_TASK GOAL_: All entries must be given again exactly as written.

=== Begin Enclosure ===

// repo-backup: Directory-to-Git Backup Tool
//
// SPDX-FileCopyrightText: 2026 Romeo Ahmed
// SPDX-License-Identifier: GPL-3.0-or-later

//! Configuration management for repo-backup.
//!
//! # Configuration Hierarchy
//!
//! ```text
//! Priority (low → high)
//! 1. defaults
//! 2. repo-backup.toml (cwd, optional)
//! 3. --config FILE (repeatable)
//! 4. REPO_BACKUP_* env vars
//! 5. CLI flags and --set overrides
//! ```
//!
//! # Environment Variable Mapping
//!
//! ```text
//! REPO_BACKUP_BACKUP__BRANCH=notes     → backup.branch = "notes"
//! REPO_BACKUP_AUTH__KEY_PATH=~/.ssh/k  → auth.key_path = "~/.ssh/k"
//! REPO_BACKUP_PUSH__MAX_ATTEMPTS=5     → push.max_attempts = 5
//! ```

pub mod loader;
pub mod types;


use serde::{Deserialize, Serialize};
use std::collections::BTreeMap;
use std::path::{Path, PathBuf};

use crate::error::{BackupResult, ConfigError, Result};

use loader::ConfigLoader;
use types::{AuthConfig, BackupConfig, GitConfig, GlobalConfig, PushConfig};

/// Complete application configuration.
#[derive(Debug, Clone, Default, Serialize, Deserialize)]
#[serde(default, deny_unknown_fields)]
pub struct Config {
    /// Global options.
    pub global: GlobalConfig,
    /// Source, remote, and branch.
    pub backup: BackupConfig,
    /// Credentials.
    pub auth: AuthConfig,
    /// Per-invocation git settings.
    pub git: GitConfig,
    /// Push retry policy.
    pub push: PushConfig,
}

impl Config {
    /// Create a new configuration builder.
    ///
    /// # Example
    ///
    /// ```no_run
    /// use repo_backup::config::Config;
    ///
    /// let config = Config::builder()
    ///     .add_toml_file_optional("repo-backup.toml")
    ///     .with_env_prefix("REPO_BACKUP")
    ///     .build()?;
    /// # Ok::<(), anyhow::Error>(())
    /// ```
    #[must_use]
    pub fn builder() -> ConfigLoader {
        ConfigLoader::new()
    }

    /// Load configuration from a single TOML file.
    ///
    /// # Errors
    ///
    /// Returns an error if the file cannot be read, contains invalid TOML, or
    /// does not match the `Config` structure.
    pub fn from_file<P: AsRef<Path>>(path: P) -> Result<Self> {
        Self::builder().add_toml_file(path).build()
    }

    /// Load configuration from a TOML string.
    ///
    /// # Errors
    ///
    /// Returns an error if the content is not valid TOML or does not match the
    /// `Config` structure.
    pub fn parse(content: &str) -> Result<Self> {
        Self::builder().add_toml_str(content).build()
    }

    /// Check that everything a backup run needs is present and consistent.
    ///
    /// # Errors
    ///
    /// Returns a `ConfigError` if the source is missing or not a directory,
    /// the remote URL is empty, both credential kinds are set, token
    /// credentials are incomplete, or `push.max_attempts` is zero.
    pub fn validate_for_backup(&self) -> BackupResult<()> {
        let source = self
            .backup
            .source
            .as_deref()
            .ok_or_else(|| missing("backup", "source"))?;
        if !source.is_dir() {
            return Err(ConfigError::InvalidSource {
                path: source.display().to_string(),
                reason: "not a directory".to_string(),
            }
            .into());
        }

        if self.backup.remote_url.trim().is_empty() {
            return Err(missing("backup", "remote_url").into());
        }

        if self.backup.branch.trim().is_empty() {
            return Err(ConfigError::InvalidValue {
                section: "backup".to_string(),
                key: "branch".to_string(),
                message: "branch name must not be empty".to_string(),
            }
            .into());
        }

        let has_token = self.auth.username.is_some() || self.auth.secret.is_some();
        if self.auth.key_path.is_some() && has_token {
            return Err(ConfigError::ConflictingCredentials.into());
        }
        if has_token {
            if self.auth.username.is_none() {
                return Err(missing("auth", "username").into());
            }
            if self.auth.secret.is_none() {
                return Err(missing("auth", "secret").into());
            }
        }

        if self.push.max_attempts == 0 {
            return Err(ConfigError::InvalidValue {
                section: "push".to_string(),
                key: "max_attempts".to_string(),
                message: "at least one push attempt is required".to_string(),
            }
            .into());
        }

        Ok(())
    }

    /// Format configuration options for display.
    ///
    /// Secrets are shown as `[hidden]`. Output is sorted by key.
    #[must_use]
    pub fn format_options(&self) -> Vec<String> {
        let mut options = BTreeMap::new();
        self.format_global_options(&mut options);
        self.format_backup_options(&mut options);
        self.format_auth_options(&mut options);
        self.format_git_options(&mut options);
        self.format_push_options(&mut options);

        let max_key_len = options.keys().map(String::len).max().unwrap_or(0);

        options
            .into_iter()
            .map(|(key, value)| format!("{key:<max_key_len$} = {value}"))
            .collect()
    }

    fn format_global_options(&self, options: &mut BTreeMap<String, String>) {
        options.insert(
            "global.output_log_level".into(),
            self.global.output_log_level.as_u8().to_string(),
        );
        options.insert(
            "global.file_log_level".into(),
            self.global.file_log_level.as_u8().to_string(),
        );
        options.insert("global.log_file".into(), fmt_path(&self.global.log_file));
        options.insert("global.log_json".into(), self.global.log_json.to_string());
    }

    fn format_backup_options(&self, options: &mut BTreeMap<String, String>) {
        options.insert("backup.source".into(), fmt_path(&self.backup.source));
        options.insert(
            "backup.remote_url".into(),
            self.backup.remote_url.clone(),
        );
        options.insert("backup.branch".into(), self.backup.branch.clone());
        options.insert(
            "backup.submodule".into(),
            self.backup.submodule.clone().unwrap_or_default(),
        );
        options.insert("backup.repo_root".into(), fmt_path(&self.backup.repo_root));
        options.insert("backup.force".into(), self.backup.force.to_string());
    }

    fn format_auth_options(&self, options: &mut BTreeMap<String, String>) {
        options.insert("auth.key_path".into(), fmt_path(&self.auth.key_path));
        options.insert(
            "auth.username".into(),
            self.auth.username.clone().unwrap_or_default(),
        );
        if self.auth.secret.is_some() {
            options.insert("auth.secret".into(), "[hidden]".into());
        }
        options.insert(
            "auth.host_key_checking".into(),
            self.auth.host_key_checking.clone(),
        );
        options.insert(
            "auth.verify_ssh".into(),
            self.auth.verify_ssh.to_string(),
        );
        options.insert("auth.ssh_host".into(), self.auth.ssh_host.clone());
    }

    fn format_git_options(&self, options: &mut BTreeMap<String, String>) {
        options.insert(
            "git.user_name".into(),
            self.git.user_name.clone().unwrap_or_default(),
        );
        options.insert(
            "git.user_email".into(),
            self.git.user_email.clone().unwrap_or_default(),
        );
        options.insert("git.remote".into(), self.git.remote.clone());
    }

    fn format_push_options(&self, options: &mut BTreeMap<String, String>) {
        options.insert(
            "push.max_attempts".into(),
            self.push.max_attempts.to_string(),
        );
        options.insert(
            "push.backoff_secs".into(),
            self.push.backoff_secs.to_string(),
        );
        options.insert(
            "push.force_policy".into(),
            self.push.force_policy.to_string(),
        );
        options.insert(
            "push.on_pull_failure".into(),
            self.push.on_pull_failure.to_string(),
        );
    }
}

fn missing(section: &str, key: &str) -> ConfigError {
    ConfigError::MissingKey {
        section: section.to_string(),
        key: key.to_string(),
    }
}

fn fmt_path(path: &Option<PathBuf>) -> String {
    path.as_ref()
        .map_or_else(String::new, |p| p.display().to_string())
}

=== End Enclosure ===

_WRITTEN SOLUTION_:
// repo-backup: Directory-to-Git Backup Tool
//
// SPDX-FileCopyrightText: 2026 Romeo Ahmed
// SPDX-License-Identifier: GPL-3.0-or-later

//! Configuration management for repo-backup.
//!
//! # Configuration Hierarchy
//!
//! ```text
//! Priority (low → high)
//! 1. defaults
//! 2. repo-backup.toml (cwd, optional)
//! 3. --config FILE (repeatable)
//! 4. REPO_BACKUP_* env vars
//! 5. CLI flags and --set overrides
//! ```
//!
//! # Environment Variable Mapping
//!
//! ```text
//! REPO_BACKUP_BACKUP__BRANCH=notes     → backup.branch = "notes"
//! REPO_BACKUP_AUTH__KEY_PATH=~/.ssh/k  → auth.key_path = "~/.ssh/k"
//! REPO_BACKUP_PUSH__MAX_ATTEMPTS=5     → push.max_attempts = 5
//! ```

pub mod loader;
pub mod types;


use serde::{Deserialize, Serialize};
use std::collections::BTreeMap;
use std::path::{Path, PathBuf};

use crate::error::{BackupResult, ConfigError, Result};

use loader::ConfigLoader;
use types::{AuthConfig, BackupConfig, GitConfig, GlobalConfig, PushConfig};

/// Complete application configuration.
#[derive(Debug, Clone, Default, Serialize, Deserialize)]
#[serde(default, deny_unknown_fields)]
pub struct Config {
    /// Global options.
    pub global: GlobalConfig,
    /// Source, remote, and branch.
    pub backup: BackupConfig,
    /// Credentials.
    pub auth: AuthConfig,
    /// Per-invocation git settings.
    pub git: GitConfig,
    /// Push retry policy.
    pub push: PushConfig,
}

impl Config {
    /// Create a new configuration builder.
    ///
    /// # Example
    ///
    /// ```no_run
    /// use repo_backup::config::Config;
    ///
    /// let config = Config::builder()
    ///     .add_toml_file_optional("repo-backup.toml")
    ///     .with_env_prefix("REPO_BACKUP")
    ///     .build()?;
    /// # Ok::<(), anyhow::Error>(())
    /// ```
    #[must_use]
    pub fn builder() -> ConfigLoader {
        ConfigLoader::new()
    }

    /// Load configuration from a single TOML file.
    ///
    /// # Errors
    ///
    /// Returns an error if the file cannot be read, contains invalid TOML, or
    /// does not match the `Config` structure.
    pub fn from_file<P: AsRef<Path>>(path: P) -> Result<Self> {
        Self::builder().add_toml_file(path).build()
    }

    /// Load configuration from a TOML string.
    ///
    /// # Errors
    ///
    /// Returns an error if the content is not valid TOML or does not match the
    /// `Config` structure.
    pub fn parse(content: &str) -> Result<Self> {
        Self::builder().add_toml_str(content).build()
    }

    /// Check that everything a backup run needs is present and consistent.
    ///
    /// # Errors
    ///
    /// Returns a `ConfigError` if the source is missing or not a directory,
    /// the remote URL is empty, both credential kinds are set, token
    /// credentials are incomplete, or `push.max_attempts` is zero.
    pub fn validate_for_backup(&self) -> BackupResult<()> {
        let source = self
            .backup
            .source
            .as_deref()
            .ok_or_else(|| missing("backup", "source"))?;
        if !source.is_dir() {
            return Err(ConfigError::InvalidSource {
                path: source.display().to_string(),
                reason: "not a directory".to_string(),
            }
            .into());
        }

        if self.backup.remote_url.trim().is_empty() {
            return Err(missing("backup", "remote_url").into());
        }

        if self.backup.branch.trim().is_empty() {
            return Err(ConfigError::InvalidValue {
                section: "backup".to_string(),
                key: "branch".to_string(),
                message: "branch name must not be empty".to_string(),
            }
            .into());
        }

        let has_token = self.auth.username.is_some() || self.auth.secret.is_some();
        if self.auth.key_path.is_some() && has_token {
            return Err(ConfigError::ConflictingCredentials.into());
        }
        if has_token {
            if self.auth.username.is_none() {
                return Err(missing("auth", "username").into());
            }
            if self.auth.secret.is_none() {
                return Err(missing("auth", "secret").into());
            }
        }

        if self.push.max_attempts == 0 {
            return Err(ConfigError::InvalidValue {
                section: "push".to_string(),
                key: "max_attempts".to_string(),
                message: "at least one push attempt is required".to_string(),
            }
            .into());
        }

        Ok(())
    }

    /// Format configuration options for display.
    ///
    /// Secrets are shown as `[hidden]`. Output is sorted by key.
    #[must_use]
    pub fn format_options(&self) -> Vec<String> {
        let mut options = BTreeMap::new();
        self.format_global_options(&mut options);
        self.format_backup_options(&mut options);
        self.format_auth_options(&mut options);
        self.format_git_options(&mut options);
        self.format_push_options(&mut options);

        let max_key_len = options.keys().map(String::len).max().unwrap_or(0);

        options
            .into_iter()
            .map(|(key, value)| format!("{key:<max_key_len$} = {value}"))
            .collect()
    }

    fn format_global_options(&self, options: &mut BTreeMap<String, String>) {
        options.insert(
            "global.output_log_level".into(),
            self.global.output_log_level.as_u8().to_string(),
        );
        options.insert(
            "global.file_log_level".into(),
            self.global.file_log_level.as_u8().to_string(),
        );
        options.insert("global.log_file".into(), fmt_path(&self.global.log_file));
        options.insert("global.log_json".into(), self.global.log_json.to_string());
    }

    fn format_backup_options(&self, options: &mut BTreeMap<String, String>) {
        options.insert("backup.source".into(), fmt_path(&self.backup.source));
        options.insert(
            "backup.remote_url".into(),
            self.backup.remote_url.clone(),
        );
        options.insert("backup.branch".into(), self.backup.branch.clone());
        options.insert(
            "backup.submodule".into(),
            self.backup.submodule.clone().unwrap_or_default(),
        );
        options.insert("backup.repo_root".into(), fmt_path(&self.backup.repo_root));
        options.insert("backup.force".into(), self.backup.force.to_string());
    }

    fn format_auth_options(&self, options: &mut BTreeMap<String, String>) {
        options.insert("auth.key_path".into(), fmt_path(&self.auth.key_path));
        options.insert(
            "auth.username".into(),
            self.auth.username.clone().unwrap_or_default(),
        );
        if self.auth.secret.is_some() {
            options.insert("auth.secret".into(), "[hidden]".into());
        }
        options.insert(
            "auth.host_key_checking".into(),
            self.auth.host_key_checking.clone(),
        );
        options.insert(
            "auth.verify_ssh".into(),
            self.auth.verify_ssh.to_string(),
        );
        options.insert("auth.ssh_host".into(), self.auth.ssh_host.clone());
    }

    fn format_git_options(&self, options: &mut BTreeMap<String, String>) {
        options.insert(
            "git.user_name".into(),
            self.git.user_name.clone().unwrap_or_default(),
        );
        options.insert(
            "git.user_email".into(),
            self.git.user_email.clone().unwrap_or_default(),
        );
        options.insert("git.remote".into(), self.git.remote.clone());
    }

    fn format_push_options(&self, options: &mut BTreeMap<String, String>) {
        options.insert(
            "push.max_attempts".into(),
            self.push.max_attempts.to_string(),
        );
        options.insert(
            "push.backoff_secs".into(),
            self.push.backoff_secs.to_string(),
        );
        options.insert(
            "push.force_policy".into(),
            self.push.force_policy.to_string(),
        );
        options.insert(
            "push.on_pull_failure".into(),
            self.push.on_pull_failure.to_string(),
        );
    }
}

fn missing(section: &str, key: &str) -> ConfigError {
    ConfigError::MissingKey {
        section: section.to_string(),
        key: key.to_string(),
    }
}

fn fmt_path(path: &Option<PathBuf>) -> String {
    path.as_ref()
        .map_or_else(String::new, |p| p.display().to_string())
}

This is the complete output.